The new coronavirus strain is weighing heavily on sentiment as the UK’s isolation from Europe becomes increasingly physical as well as conceptual.
With some cases also being reported outside of the UK, and with several countries suffering fresh spikes in cases and resorting to further lockdowns, the stark reminder is that until the vaccine rollout reaches a sufficient level, little can be done to defeat the virus.
Against this backdrop, investors are far less likely to commit fresh capital to the market, especially in the last few trading days of the year.
For the UK, the introduction of a new Tier 4 pandemic level accompanies an ongoing stalemate in Brexit negotiations, with talks set to extend yet again.
This double whammy has led to a weak open, with the FTSE 100 index taking a further hit and now down by 15% in the year to date. Meanwhile, sterling is also bearing the brunt on these worsening prospects and has surrendered its recent strength against other major currencies.
For the US, the $900 billion stimulus package which had been reported on Friday was confirmed over the weekend and is likely to be ratified today. However, reaction to the long-awaited stimulus was tepid as markets were reminded that, in investment terms, it is often better to travel than to arrive.

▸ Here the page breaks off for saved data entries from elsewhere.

//! Herald Events - priority-ordered listeners with deferred dispatch.
//!
//! This crate provides:
//! - Typed event sources with priority-ordered listener callbacks
//! - Listener outcomes that cancel the rest of a pass or unregister the
//!   callback that returned them
//! - Deferred triggering through a shared flush point
//! - A recycling allocator for listener registration ids
//!
//! # Architecture
//!
//! An [`EventSource`] owns an ordered registry of listeners, each a
//! callback taking the source's argument tuple by reference and returning
//! an [`Outcome`]. There are two ways to dispatch:
//!
//! 1. **Immediate**: [`trigger`](EventSource::trigger) runs the listeners
//!    on the spot, highest priority first.
//!
//! 2. **Deferred**: attach the source to a [`DeferredContext`]; from then
//!    on [`defer`](EventSource::defer) buffers the arguments, and the
//!    context's [`trigger`](DeferredContext::trigger) replays every
//!    member's buffer at a moment the application picks.
//!
//! Everything is single-threaded: sources, contexts, and listeners live on
//! one thread and none of the handles are `Send`.
//!
//! # Example
//!
//! ```rust
//! use herald_events::{DeferredContext, EventSource, Outcome, priority};
//!
//! let on_save: EventSource<(String,)> = EventSource::new();
//!
//! let _audit = on_save.add_listener(priority::HIGH, |path: &String| {
//!     println!("saving {path}");
//!     Outcome::Continue
//! });
//!
//! // Immediate dispatch:
//! on_save.trigger(("config.toml".to_string(),));
//!
//! // Deferred dispatch: buffered until the context flushes.
//! let end_of_frame = DeferredContext::new();
//! end_of_frame.register(&on_save);
//! on_save.defer(("scene.bin".to_string(),));
//! end_of_frame.trigger();
//! ```

#![deny(unsafe_code)]
#![warn(missing_docs)]
#![deny(clippy::all)]
#![warn(unreachable_pub)]
#![deny(clippy::unwrap_used)]
#![cfg_attr(test, allow(clippy::unwrap_used))]

pub mod prelude;

mod context;
mod error;
mod handler;
mod id_pool;
mod outcome;
mod source;

pub use context::DeferredContext;
pub use error::{ErrorHook, ListenerError};
pub use handler::EventHandler;
pub use id_pool::IdPool;
pub use outcome::Outcome;
pub use source::{EventSource, ListenerId, priority};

Despite the major indices losing some ground, the year to date performances remain firmly in positive territory, with the Dow Jones up by 5.8%, the S&P500 14.8% and the Nasdaq 42%.
With much of the year’s trading business now having been completed, lighter volumes could result in extra market volatility depending on newsflow, with many investors choosing to sit on the sidelines for the last few days.